Human keratinocytes convert 25(OH)D(3) to hormonally active 1alpha,25(OH)(2)D(3) and respond to its antiproliferative/prodifferentiating action in vitro and in vivo. Levels and activity of 1alpha,25(OH)(2)D(3) are short-lived. 1alpha,25(OH)(2)D(3) induces 24-hydroxylase (CYP24) that rapidly metabolizes the hormone, yielding a cascade of side-chain oxidized products and this eventually results in the loss of activity. Aiming at stabilizing the levels of active hormone, we have searched for potent, selective inhibitors of CYP24. Selective inhibition was crucial in order to avoid impairment of 1alpha,25(OH)(2)D(3) synthesis, catalyzed by 1alpha-hydroxylase - a related member of cytochrome P-450 (CYP) superfamily. We describe here the testing protocol, using primary human keratinocyte cultures as an appropriate source of CYP24 and 1alpha-hydroxylase, (3)H-25(OH)D(3) (at physiological concentrations) as substrate and sensitive HPLC techniques to analyze the complex metabolite profiles. Four hundred potential inhibitors were screened by this method; most of them were synthesized in our laboratory. These compounds (entitled azoles) were capable of direct binding to the heme iron and of additional interactions with other parts of the enzyme. In this paper, we present VID400 and SDZ 89-443, as first examples of powerful selective CYP24 inhibitors. As anticipated, these compounds increased the levels of 1alpha-hydroxylated products generated from (3)H-25(OH)D(3) and extended their lifetime. Importantly, blocking of 24-hydroxylation led to a switch in metabolism, namely to preferential conversion of 1alpha,25(OH)(2)D(3) to 1alpha,25(OH)(2)-3epi-D(3).

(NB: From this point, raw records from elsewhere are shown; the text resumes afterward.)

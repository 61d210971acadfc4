// Public modules
pub mod datadog;
pub mod error;
pub mod github;
pub mod gitlab;
pub mod http;
pub mod output;
pub mod retry;
pub mod settings;
pub mod terraform;
pub mod workflow;

// Public for CLI access
pub mod json;
pub mod paths;

#[cfg(any(test, feature = "test-support"))]
pub mod test_support;

// Re-export common types for convenience
pub use error::{Error, ErrorCode, Result, Warning};
pub use output::{BulkResult, BulkSummary, ItemOutcome, Listing};
pub use settings::Settings;
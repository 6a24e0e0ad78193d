use std::fmt;

#[derive(Debug)]
pub enum StoreError {
    NotFound { entity: &'static str, id: i64 },
    AlreadyExists { entity: &'static str, key: String },
    /// A record points at a parent that does not exist.
    MissingReference { entity: &'static str, id: i64 },
    Invalid(String),
    LimitExceeded(&'static str),
    WalError(String),
}

impl StoreError {
    /// True for failures of the store itself rather than of the data handed to it.
    pub fn is_data_access(&self) -> bool {
        matches!(self, StoreError::WalError(_))
    }
}

impl fmt::Display for StoreError {
    fn fmt(&self, f: &mut fmt::Formatter<'_>) -> fmt::Result {
        match self {
            StoreError::NotFound { entity, id } => write!(f, "{entity} not found: {id}"),
            StoreError::AlreadyExists { entity, key } => write!(f, "{entity} already exists: {key}"),
            StoreError::MissingReference { entity, id } => {
                write!(f, "referenced {entity} does not exist: {id}")
            }
            StoreError::Invalid(msg) => write!(f, "invalid value: {msg}"),
            StoreError::LimitExceeded(msg) => write!(f, "limit exceeded: {msg}"),
            StoreError::WalError(e) => write!(f, "WAL error: {e}"),
        }
    }
}

impl std::error::Error for StoreError {}
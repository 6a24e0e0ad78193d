use std::sync::Arc;
use std::time::Duration;

use tokio::net::TcpListener;
use tokio::sync::Semaphore;
use tracing::info;

use vacancy::config::Config;
use vacancy::observability::{CONNECTIONS_ACTIVE, CONNECTIONS_REJECTED_TOTAL, CONNECTIONS_TOTAL};
use vacancy::tenant::TenantManager;
use vacancy::wire;

#[tokio::main]
async fn main() -> Result<(), Box<dyn std::error::Error>> {
    tracing_subscriber::fmt::init();

    let config = Config::from_env();
    vacancy::observability::init(config.metrics_port);

    let tls_acceptor = vacancy::tls::load_tls_acceptor(&config)?;

    // Ensure data directory exists
    std::fs::create_dir_all(&config.data_dir)?;

    let tenant_manager = Arc::new(
        TenantManager::new(config.data_dir.clone(), config.compact_threshold)
            .with_demo_seed(config.seed_demo),
    );
    let max_connections = config.max_connections;
    let semaphore = Arc::new(Semaphore::new(max_connections));

    let addr = config.listen_addr();
    let listener = TcpListener::bind(&addr).await?;
    info!("vacancy listening on {addr}");
    info!("  data_dir: {}", config.data_dir.display());
    info!("  max_connections: {max_connections}");
    info!("  demo seed: {}", if config.seed_demo { "on" } else { "off" });
    info!("  tls: {}", if tls_acceptor.is_some() { "enabled" } else { "disabled" });
    info!(
        "  metrics: {}",
        config
            .metrics_port
            .map_or("disabled".to_string(), |p| format!("http://0.0.0.0:{p}/metrics"))
    );

    #[cfg(unix)]
    let mut sigterm = tokio::signal::unix::signal(tokio::signal::unix::SignalKind::terminate())?;

    // Graceful shutdown: stop accepting on SIGTERM/ctrl-c, drain in-flight connections
    let shutdown = async {
        let ctrl_c = tokio::signal::ctrl_c();
        #[cfg(unix)]
        {
            tokio::select! {
                _ = ctrl_c => {}
                _ = sigterm.recv() => {}
            }
        }
        #[cfg(not(unix))]
        {
            ctrl_c.await.ok();
        }
    };
    tokio::pin!(shutdown);

    loop {
        tokio::select! {
            result = listener.accept() => {
                let (socket, peer) = match result {
                    Ok(conn) => conn,
                    Err(e) => {
                        tracing::error!("accept error: {e}");
                        continue;
                    }
                };

                let permit = match semaphore.clone().try_acquire_owned() {
                    Ok(permit) => permit,
                    Err(_) => {
                        tracing::warn!("connection limit reached, rejecting {peer}");
                        metrics::counter!(CONNECTIONS_REJECTED_TOTAL).increment(1);
                        drop(socket);
                        continue;
                    }
                };

                info!("connection from {peer}");
                metrics::counter!(CONNECTIONS_TOTAL).increment(1);
                metrics::gauge!(CONNECTIONS_ACTIVE).increment(1.0);
                let tm = tenant_manager.clone();
                let pw = config.password.clone();
                let tls = tls_acceptor.clone();

                tokio::spawn(async move {
                    let _permit = permit; // held until connection closes
                    if let Err(e) = wire::process_connection(socket, tm, pw, tls).await {
                        tracing::error!("connection error from {peer}: {e}");
                    }
                    metrics::gauge!(CONNECTIONS_ACTIVE).decrement(1.0);
                });
            }
            _ = &mut shutdown => {
                info!("shutdown signal received, stopping accept loop");
                break;
            }
        }
    }

    // Wait for in-flight connections to finish (up to 10s)
    info!("draining connections...");
    let drain_deadline = tokio::time::sleep(Duration::from_secs(10));
    tokio::pin!(drain_deadline);

    loop {
        if semaphore.available_permits() == max_connections {
            info!("all connections drained");
            break;
        }
        tokio::select! {
            _ = &mut drain_deadline => {
                let remaining = max_connections - semaphore.available_permits();
                tracing::warn!("drain timeout, {remaining} connections still open");
                break;
            }
            _ = tokio::time::sleep(Duration::from_millis(100)) => {}
        }
    }

    info!("vacancy stopped ({} properties loaded)", tenant_manager.len());
    Ok(())
}
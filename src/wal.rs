use std::fs::{self, File, OpenOptions};
use std::io::{self, BufReader, BufWriter, Read, Write};
use std::path::{Path, PathBuf};

use crate::model::Event;

/// Frame a single event as `[u32 len][bincode][u32 crc32]`, little-endian.
fn write_frame(writer: &mut impl Write, event: &Event) -> io::Result<()> {
    let payload =
        bincode::serialize(event).map_err(|e| io::Error::new(io::ErrorKind::InvalidData, e))?;
    let len = u32::try_from(payload.len())
        .map_err(|_| io::Error::new(io::ErrorKind::InvalidData, "event too large for WAL frame"))?;
    writer.write_all(&len.to_le_bytes())?;
    writer.write_all(&payload)?;
    writer.write_all(&crc32fast::hash(&payload).to_le_bytes())?;
    Ok(())
}

/// Outcome of reading one frame during replay.
enum Frame {
    Event(Event),
    /// Clean end of file.
    End,
    /// Short read, CRC mismatch or undecodable payload. Everything from here on is dropped.
    Torn,
}

fn read_exact_or_eof(reader: &mut impl Read, buf: &mut [u8]) -> io::Result<bool> {
    match reader.read_exact(buf) {
        Ok(()) => Ok(true),
        Err(e) if e.kind() == io::ErrorKind::UnexpectedEof => Ok(false),
        Err(e) => Err(e),
    }
}

/// Frames claiming more than this are treated as corruption.
const MAX_FRAME_LEN: usize = 16 * 1024 * 1024;

/// Bytes a frame with a `payload_len` payload occupies on disk.
fn frame_size(payload_len: usize) -> u64 {
    (payload_len + 8) as u64
}

fn read_frame(reader: &mut impl Read) -> io::Result<(Frame, usize)> {
    let mut len_buf = [0u8; 4];
    if !read_exact_or_eof(reader, &mut len_buf)? {
        return Ok((Frame::End, 0));
    }
    let len = u32::from_le_bytes(len_buf) as usize;
    if len > MAX_FRAME_LEN {
        return Ok((Frame::Torn, len));
    }
    let mut payload = vec![0u8; len];
    if !read_exact_or_eof(reader, &mut payload)? {
        return Ok((Frame::Torn, len));
    }
    let mut crc_buf = [0u8; 4];
    if !read_exact_or_eof(reader, &mut crc_buf)? {
        return Ok((Frame::Torn, len));
    }
    if u32::from_le_bytes(crc_buf) != crc32fast::hash(&payload) {
        return Ok((Frame::Torn, len));
    }
    let frame = bincode::deserialize::<Event>(&payload).map_or(Frame::Torn, Frame::Event);
    Ok((frame, len))
}

/// Append-only event log for one property.
///
/// A crash mid-append leaves a torn last frame; replay stops at the first
/// frame that fails its length or CRC check and keeps everything before it.
pub struct Wal {
    writer: BufWriter<File>,
    path: PathBuf,
    appends_since_compact: u64,
}

impl Wal {
    pub fn open(path: &Path) -> io::Result<Self> {
        let file = OpenOptions::new().create(true).append(true).open(path)?;
        Ok(Self {
            writer: BufWriter::new(file),
            path: path.to_path_buf(),
            appends_since_compact: 0,
        })
    }

    #[cfg(test)]
    pub fn append(&mut self, event: &Event) -> io::Result<()> {
        self.append_buffered(event)?;
        self.flush_sync()
    }

    /// Buffer an event without syncing; pair with `flush_sync` once per batch.
    pub fn append_buffered(&mut self, event: &Event) -> io::Result<()> {
        write_frame(&mut self.writer, event)?;
        self.appends_since_compact += 1;
        Ok(())
    }

    pub fn flush_sync(&mut self) -> io::Result<()> {
        self.writer.flush()?;
        self.writer.get_ref().sync_all()
    }

    pub fn path(&self) -> &Path {
        &self.path
    }

    pub fn appends_since_compact(&self) -> u64 {
        self.appends_since_compact
    }

    fn compact_tmp_path(path: &Path) -> PathBuf {
        path.with_extension("wal.tmp")
    }

    /// Write the compacted log next to the live one. Slow; no lock needed.
    pub fn write_compact_file(path: &Path, events: &[Event]) -> io::Result<()> {
        let mut writer = BufWriter::new(File::create(Self::compact_tmp_path(path))?);
        for event in events {
            write_frame(&mut writer, event)?;
        }
        writer.flush()?;
        writer.get_ref().sync_all()
    }

    /// Rename the compacted file over the log and reopen it for appends.
    pub fn swap_compact_file(&mut self) -> io::Result<()> {
        fs::rename(Self::compact_tmp_path(&self.path), &self.path)?;
        let file = OpenOptions::new().create(true).append(true).open(&self.path)?;
        self.writer = BufWriter::new(file);
        self.appends_since_compact = 0;
        Ok(())
    }

    #[cfg(test)]
    pub fn compact(&mut self, events: &[Event]) -> io::Result<()> {
        Self::write_compact_file(&self.path, events)?;
        self.swap_compact_file()
    }

    /// Read every intact event. A missing file replays as empty.
    pub fn replay(path: &Path) -> io::Result<Vec<Event>> {
        Ok(Self::scan(path)?.0)
    }

    /// Replay, then cut a torn tail off the file so later appends follow the
    /// last intact frame. Call before `open` on startup.
    pub fn recover(path: &Path) -> io::Result<Vec<Event>> {
        let (events, intact_len, torn) = Self::scan(path)?;
        if torn {
            OpenOptions::new().write(true).open(path)?.set_len(intact_len)?;
            tracing::warn!(
                "WAL {}: truncated to {intact_len} bytes after {} events",
                path.display(),
                events.len()
            );
        }
        Ok(events)
    }

    /// Intact events, the byte length they occupy, and whether a torn tail follows.
    fn scan(path: &Path) -> io::Result<(Vec<Event>, u64, bool)> {
        let file = match File::open(path) {
            Ok(f) => f,
            Err(e) if e.kind() == io::ErrorKind::NotFound => return Ok((Vec::new(), 0, false)),
            Err(e) => return Err(e),
        };
        let mut reader = BufReader::new(file);
        let mut events = Vec::new();
        let mut intact_len = 0u64;
        loop {
            match read_frame(&mut reader)? {
                (Frame::Event(event), len) => {
                    events.push(event);
                    intact_len += frame_size(len);
                }
                (Frame::End, _) => return Ok((events, intact_len, false)),
                (Frame::Torn, _) => {
                    tracing::warn!(
                        "WAL {}: discarding torn tail after {} events",
                        path.display(),
                        events.len()
                    );
                    return Ok((events, intact_len, true));
                }
            }
        }
    }
}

As spin-off from our program, selective inhibitors of 1alpha-hydroxylase were also found (e.g. SDZ 88-357). Using (3)H-25(OH)D(3) as substrate in the absence of SDZ 88-357, CYP24 showed high preference for freshly generated 1alpha-hydroxylated metabolites over abundant 25(OH)D(3). In the presence of SDZ 88-357, we noticed a great increase in 24-hydroxylation of (3)H-25(OH)D(3). Besides their use as valuable tools in elucidating regulatory mechanisms, inhibitors of VD hydroxylases may give rise to novel therapeutic strategies, especially in defects of cell growth and differentiation.